June 11, 2018

Who gets counted?

Last week, Microsoft (who you’ve probably heard of) bought GitHub (who you may well not have heard of) with $7.5 billion in Microsoft stock.  Github is a site that cross-bred version-control software (‘track changes’ for programmers) with social media, providing a place to share and promote code.

Stuff and the Herald quoted the same number

More than 28 million developers around the world use GitHub, with Microsoft ranking as the most active organisation on GitHub.

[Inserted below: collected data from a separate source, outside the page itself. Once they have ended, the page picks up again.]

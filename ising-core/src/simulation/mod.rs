pub mod replica;

pub use replica::Replica;

use std::sync::atomic::{AtomicBool, Ordering};

use rayon::prelude::*;
use tracing::{debug, info};
use validator::Validate;

use crate::clusters::{wolff_step_with, WolffScratch};
use crate::config::{Algorithm, SimConfig};
use crate::error::{IsingError, Result};
use crate::mcmc;
use crate::rng::RandomSource;
use crate::spins::SpinState;
use crate::statistics::{sokal_tau, AutocorrAccum, Observables, RunResult, Statistics};

/// Run `config.n_steps` steps of `config.algorithm` on one spin state.
///
/// Each step is one full Metropolis sweep, one Wolff cluster step or one
/// random-site Metropolis attempt, followed by
/// 1. trace recording (per-site energy, signed magnetization, order parameter),
///    when `record` is set and `step % lag == 0`
/// 2. measurement of per-site energy and order parameter, after `warmup_steps`
///
/// `interrupted` is polled before every step; once set the loop stops with
/// [`IsingError::Interrupted`], leaving the state at the last completed step.
/// `on_step` is called once per step (useful for progress bars).
pub fn run_steps(
    state: &mut SpinState,
    rng: &mut RandomSource,
    config: &SimConfig,
    interrupted: &AtomicBool,
    on_step: &(dyn Fn() + Sync),
) -> Result<RunResult> {
    config
        .validate()
        .map_err(|e| IsingError::InvalidConfig(format!("{e}")))?;
    if config.algorithm == Algorithm::Wolff && !(state.coupling() > 0.0) {
        return Err(IsingError::UnsupportedCoupling(state.coupling()));
    }

    let n_steps = config.n_steps;
    let warmup_steps = config.warmup_steps;
    let n_sites = state.n_sites();

    debug!(
        algorithm = %config.algorithm,
        n_sites,
        temperature = state.temperature(),
        n_steps,
        warmup_steps,
        "starting run"
    );

    let trace_len = if config.record {
        n_steps.div_ceil(config.lag)
    } else {
        0
    };
    let mut energies = Vec::with_capacity(trace_len);
    let mut magnetizations = Vec::with_capacity(trace_len);
    let mut order_parameters = Vec::with_capacity(trace_len);

    let mut energy_stat = Statistics::new(1);
    let mut energy2_stat = Statistics::new(2);
    let mut abs_mag_stat = Statistics::new(1);
    let mut mag2_stat = Statistics::new(2);
    let mut mag4_stat = Statistics::new(4);

    let n_measurement_steps = n_steps - warmup_steps;
    let mut energy_ac = config
        .autocorrelation_max_lag
        .map(|k| AutocorrAccum::new(k.min(n_measurement_steps / 4).max(1)));

    let mut scratch = match config.algorithm {
        Algorithm::Wolff => WolffScratch::new(n_sites),
        _ => WolffScratch::default(),
    };
    let mut cluster_total = 0usize;
    let mut attempted = 0usize;
    let mut accepted = 0usize;

    for step in 0..n_steps {
        if interrupted.load(Ordering::Relaxed) {
            debug!(step, "run interrupted");
            return Err(IsingError::Interrupted);
        }
        on_step();

        match config.algorithm {
            Algorithm::Metropolis | Algorithm::Checkerboard => {
                let stats = if config.algorithm == Algorithm::Metropolis {
                    mcmc::metropolis_sweep(state, rng)?
                } else {
                    mcmc::checkerboard_sweep(state, rng)?
                };
                attempted += stats.attempted;
                accepted += stats.accepted;
            }
            Algorithm::Wolff => {
                cluster_total += wolff_step_with(state, rng, &mut scratch)?.size;
            }
            Algorithm::SingleSpin => {
                attempted += 1;
                accepted += mcmc::random_site_step(state, rng)? as usize;
            }
        }

        if config.record && step % config.lag == 0 {
            energies.push(state.mean_energy());
            magnetizations.push(state.mean_magnetization());
            order_parameters.push(state.order_parameter());
        }

        if step >= warmup_steps {
            let e = state.mean_energy();
            let m = state.order_parameter();
            energy_stat.update(e);
            energy2_stat.update(e);
            abs_mag_stat.update(m);
            mag2_stat.update(m);
            mag4_stat.update(m);
            if let Some(ref mut acc) = energy_ac {
                acc.push(e);
            }
        }
    }

    let observables = Observables {
        energy: energy_stat.average(),
        energy2: energy2_stat.average(),
        abs_mag: abs_mag_stat.average(),
        mag2: mag2_stat.average(),
        mag4: mag4_stat.average(),
    };

    let (mean_cluster_size, acceptance_rate) = match config.algorithm {
        Algorithm::Wolff => (Some(cluster_total as f64 / n_steps as f64), None),
        _ => (None, Some(accepted as f64 / attempted.max(1) as f64)),
    };

    let energy_tau = energy_ac
        .filter(|acc| !acc.is_empty())
        .map(|acc| sokal_tau(&acc.finish()));

    info!(
        algorithm = %config.algorithm,
        temperature = state.temperature(),
        energy = observables.energy,
        order = observables.abs_mag,
        "run finished"
    );

    Ok(RunResult {
        algorithm: config.algorithm,
        temperature: state.temperature(),
        n_sites,
        n_steps,
        measured_steps: energy_stat.count,
        observables,
        energies,
        magnetizations,
        order_parameters,
        mean_cluster_size,
        acceptance_rate,
        energy_tau,
    })
}

/// Run [`run_steps`] on every replica, in parallel over replicas.
///
/// Replicas share no mutable state, so the results are identical to running
/// them one after another. For a single replica the call is made directly,
/// skipping rayon thread-pool overhead.
pub fn run_replicas(
    replicas: &mut [Replica],
    config: &SimConfig,
    interrupted: &AtomicBool,
    on_step: &(dyn Fn() + Sync),
) -> Result<Vec<RunResult>> {
    config
        .validate()
        .map_err(|e| IsingError::InvalidConfig(format!("{e}")))?;

    if replicas.len() == 1 {
        let rep = &mut replicas[0];
        return Ok(vec![run_steps(
            &mut rep.state,
            &mut rep.rng,
            config,
            interrupted,
            on_step,
        )?]);
    }

    replicas
        .par_iter_mut()
        .map(|rep| run_steps(&mut rep.state, &mut rep.rng, config, interrupted, on_step))
        .collect()
}
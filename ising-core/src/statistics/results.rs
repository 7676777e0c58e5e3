use serde::Serialize;

use crate::config::Algorithm;

/// Equilibrium averages of per-site observables over the measurement steps.
///
/// `energy` is `⟨E/N⟩`, `abs_mag` is `⟨|m|⟩` of the order parameter (uniform
/// magnetization for J >= 0, staggered for J < 0).
#[derive(Debug, Clone, Copy, Default, PartialEq, Serialize)]
pub struct Observables {
    pub energy: f64,
    pub energy2: f64,
    pub abs_mag: f64,
    pub mag2: f64,
    pub mag4: f64,
}

impl Observables {
    /// `C = N (⟨e²⟩ - ⟨e⟩²) / T²`, per site.
    pub fn specific_heat(&self, temperature: f64, n_sites: usize) -> f64 {
        n_sites as f64 * (self.energy2 - self.energy * self.energy) / (temperature * temperature)
    }

    /// `χ = N (⟨m²⟩ - ⟨|m|⟩²) / T`, per site.
    pub fn susceptibility(&self, temperature: f64, n_sites: usize) -> f64 {
        n_sites as f64 * (self.mag2 - self.abs_mag * self.abs_mag) / temperature
    }

    /// `U = 1 - ⟨m⁴⟩ / (3 ⟨m²⟩²)`.
    pub fn binder_cumulant(&self) -> f64 {
        if self.mag2 == 0.0 {
            return 0.0;
        }
        1.0 - self.mag4 / (3.0 * self.mag2 * self.mag2)
    }

    /// Average [`Observables`] across independent runs.
    pub fn aggregate(results: &[Self]) -> Self {
        let mut agg = Self::default();
        if results.is_empty() {
            return agg;
        }
        for r in results {
            agg.energy += r.energy;
            agg.energy2 += r.energy2;
            agg.abs_mag += r.abs_mag;
            agg.mag2 += r.mag2;
            agg.mag4 += r.mag4;
        }
        let n = results.len() as f64;
        for v in [
            &mut agg.energy,
            &mut agg.energy2,
            &mut agg.abs_mag,
            &mut agg.mag2,
            &mut agg.mag4,
        ] {
            *v /= n;
        }
        agg
    }
}

/// Result of one [`run_steps`](crate::run_steps) call.
#[derive(Debug, Clone, Serialize)]
pub struct RunResult {
    pub algorithm: Algorithm,
    pub temperature: f64,
    pub n_sites: usize,
    pub n_steps: usize,
    /// Steps that contributed to `observables` (after warmup).
    pub measured_steps: usize,
    pub observables: Observables,
    /// Energy per site after every `lag`-th step. Empty unless recording.
    pub energies: Vec<f64>,
    /// Signed magnetization per site after every `lag`-th step. Empty unless
    /// recording.
    pub magnetizations: Vec<f64>,
    /// Order parameter (`|m|`, or `|m_staggered|` for J < 0) at the same steps.
    pub order_parameters: Vec<f64>,
    /// Mean Wolff cluster size over all steps; `None` for Metropolis.
    pub mean_cluster_size: Option<f64>,
    /// Fraction of accepted single-spin flips; `None` for Wolff.
    pub acceptance_rate: Option<f64>,
    /// Integrated autocorrelation time of the energy, in steps.
    pub energy_tau: Option<f64>,
}

impl RunResult {
    pub fn specific_heat(&self) -> f64 {
        self.observables.specific_heat(self.temperature, self.n_sites)
    }

    pub fn susceptibility(&self) -> f64 {
        self.observables.susceptibility(self.temperature, self.n_sites)
    }
}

You might wonder what proportion of developers use GitHub. If you search a bit on Google, you’ll find that the total number of developers is estimated at about 21 million, so roughly 130% of them use GitHub.

Obviously there’s something wrong there.  The problem is how to define ‘developers’.

In the US, the Bureau of Labor Statistics reports how many people do each job. They say, currently,  that there are 1,617,400 “Software Developers and Programmers”.  The figure of 28 million worldwide is actually based on a subset of those, the 1.2 million “Software Developers, Applications” and “Software Developers, Systems”.  This sort of official classification has to be narrow, because the goal is for  every job to end up in exactly one category.

Lots of people in the US who are developers in the GitHub sense aren’t developers in the Bureau of Labor Statistics sense. Some of them write software only in their spare time. Others write software as part of their jobs, but their jobs are classified somewhere else in the BLS system. The same is true in New Zealand. Stats NZ reports 31,860 jobs in ANZSIC06 category 7000 “Computer Systems Design and Related Services”, which is a bit broader than the US category.  Even though I’m a developer in the GitHub sense, I’m not one of them. I’m in 8102, “Higher Education”.

Other people who probably in the 21 million count include statisticians, data scientists, computational biologists, ornithologists, journalists, linguists, and many more.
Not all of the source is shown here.